Eight chests at Mincing Lane, 1839

The proof went under the hammer six years after the trade was lost. On 10 January 1839 the first Assam tea sold at public auction in London, at the Mincing Lane sale rooms that ran the tea trade. Eight chests, 350 pounds of made tea, the work of Charles Alexander Bruce from the wild assamica rather than the China plant. The eight were forwarded to London out of a far larger consignment Bruce had sent down the river to the Tea Committee in Calcutta.

It was not much tea by weight, and it did not sell at a tea price. The buyers were not buying flavour. They were buying a flag. Every lot went to a patriotic Captain Pidding, at an extraordinary premium many times the cost of producing it and far above what China tea fetched. The premium tells you what the morning actually settled. Tea could be grown inside the Empire, at scale, and need not come from China at all.

What the dates settled, and what they cost

Read in order, the dates are one decision arriving in instalments. A held valley gave the Company somewhere to plant. A lost monopoly gave it the reason. A committee organised the search. Eight sound chests, sold at a patriotic premium, proved the answer. That is the clean half of the record.

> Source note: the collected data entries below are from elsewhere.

//! UpgradeSession - book counts owned by one calculator session

use super::item::UpgradeItem;
use crate::config::BookCatalog;
use crate::error::CalcError;
use serde::{Deserialize, Serialize};

/// Outcome of changing a book count
#[derive(Debug, Clone, Copy, PartialEq, Eq, Serialize, Deserialize)]
pub enum Increment {
    /// The count changed (or stayed at zero on a decrement)
    Applied { count: u32, level: u32 },
    /// The change would have exceeded the level cap; nothing changed
    Rejected { attempted_level: u32, max_level: u32 },
}

impl Increment {
    pub fn is_applied(&self) -> bool {
        matches!(self, Increment::Applied { .. })
    }
}

/// Mutable book counts for one session
#[derive(Debug, Clone, PartialEq, Serialize, Deserialize)]
pub struct UpgradeSession {
    items: Vec<UpgradeItem>,
    max_level: u32,
}

impl UpgradeSession {
    /// A session with every book at zero
    pub fn new(catalog: &BookCatalog, max_level: u32) -> Self {
        UpgradeSession {
            items: catalog.books.iter().map(UpgradeItem::from_definition).collect(),
            max_level,
        }
    }

    pub fn items(&self) -> &[UpgradeItem] {
        &self.items
    }

    pub fn max_level(&self) -> u32 {
        self.max_level
    }

    /// Current uncapped total level
    pub fn level(&self) -> u32 {
        self.items
            .iter()
            .fold(0u32, |acc, item| acc.saturating_add(item.level()))
    }

    /// Count of one book
    pub fn count(&self, id: &str) -> Option<u32> {
        self.items.iter().find(|i| i.id == id).map(|i| i.count)
    }

    /// Add `delta` books of `id` (negative to remove).
    ///
    /// Counts never drop below zero. An increment that would push the total
    /// level past the cap is rejected and leaves the session untouched.
    pub fn increment(&mut self, id: &str, delta: i64) -> Result<Increment, CalcError> {
        let index = self
            .items
            .iter()
            .position(|i| i.id == id)
            .ok_or_else(|| CalcError::UnknownBook(id.to_string()))?;

        let item = &self.items[index];
        let new_count = i64::from(item.count)
            .saturating_add(delta)
            .clamp(0, i64::from(u32::MAX)) as u32;
        let other_levels = self.level() - item.level();
        let attempted_level =
            other_levels.saturating_add(item.unit_level.saturating_mul(new_count));

        if attempted_level > self.max_level && new_count > item.count {
            tracing::debug!(
                book = id,
                attempted_level,
                max_level = self.max_level,
                "rejected upgrade increment above level cap"
            );
            return Ok(Increment::Rejected {
                attempted_level,
                max_level: self.max_level,
            });
        }

        self.items[index].count = new_count;
        tracing::trace!(
            book = id,
            count = new_count,
            level = attempted_level,
            "book count changed"
        );
        Ok(Increment::Applied {
            count: new_count,
            level: attempted_level,
        })
    }

    /// Set every count back to zero
    pub fn reset(&mut self) {
        for item in &mut self.items {
            item.count = 0;
        }
    }
}

#[cfg(test)]
mod tests {
    use super::*;
    use crate::config::default_books;

    fn session() -> UpgradeSession {
        UpgradeSession::new(&default_books(), 306)
    }

    #[test]
    fn test_new_session_is_empty() {
        let s = session();
        assert_eq!(s.items().len(), 4);
        assert_eq!(s.level(), 0);
        assert_eq!(s.count("green"), Some(0));
    }

    #[test]
    fn test_add_then_remove() {
        let mut s = session();
        assert!(s.increment("green", 1).unwrap().is_applied());
        assert_eq!(s.level(), 1);
        assert!(s.increment("green", -1).unwrap().is_applied());
        assert_eq!(s.level(), 0);
        assert_eq!(s.count("green"), Some(0));
    }

    #[test]
    fn test_count_never_negative() {
        let mut s = session();
        let outcome = s.increment("blue", -3).unwrap();
        assert_eq!(outcome, Increment::Applied { count: 0, level: 0 });
        assert_eq!(s.count("blue"), Some(0));
    }

    #[test]
    fn test_increment_to_exact_cap() {
        // 17 legendary = 306
        let mut s = session();
        let outcome = s.increment("legendary", 17).unwrap();
        assert_eq!(outcome, Increment::Applied { count: 17, level: 306 });
    }

    #[test]
    fn test_increment_past_cap_rejected() {
        let mut s = session();
        s.increment("legendary", 17).unwrap();
        let before = s.clone();

        let outcome = s.increment("green", 1).unwrap();
        assert_eq!(
            outcome,
            Increment::Rejected { attempted_level: 307, max_level: 306 }
        );
        assert_eq!(s, before);

        // Rejecting again is still a no-op
        assert!(!s.increment("green", 1).unwrap().is_applied());
        assert_eq!(s, before);
    }

    #[test]
    fn test_huge_delta_rejected_without_overflow() {
        let mut s = session();
        s.increment("green", 1).unwrap();
        let before = s.clone();

        let outcome = s.increment("green", i64::MAX).unwrap();
        assert!(matches!(outcome, Increment::Rejected { max_level: 306, .. }));
        assert_eq!(s, before);

        assert!(s.increment("green", i64::MIN).unwrap().is_applied());
        assert_eq!(s.count("green"), Some(0));
    }

    #[test]
    fn test_decrement_allowed_at_cap() {
        let mut s = session();
        s.increment("legendary", 17).unwrap();
        assert!(s.increment("legendary", -1).unwrap().is_applied());
        assert_eq!(s.level(), 288);
    }

    #[test]
    fn test_unknown_book() {
        let mut s = session();
        assert_eq!(
            s.increment("red", 1),
            Err(CalcError::UnknownBook("red".to_string()))
        );
    }

    #[test]
    fn test_reset() {
        let mut s = session();
        s.increment("purple", 3).unwrap();
        s.reset();
        assert_eq!(s.level(), 0);
    }
}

The other half is in the same record. The plant the industry was built on was taken from the people who had long known it, with an Assamese, Maniram Dewan, walking the first British officer to it. The labour that worked the new gardens was soon shipped in under contract from far outside the valley. The cup the world drinks each morning was commissioned here. It is worth knowing exactly when, by whom, and at whose cost. The Authority sets it down plainly, and certifies the bill along with the brew.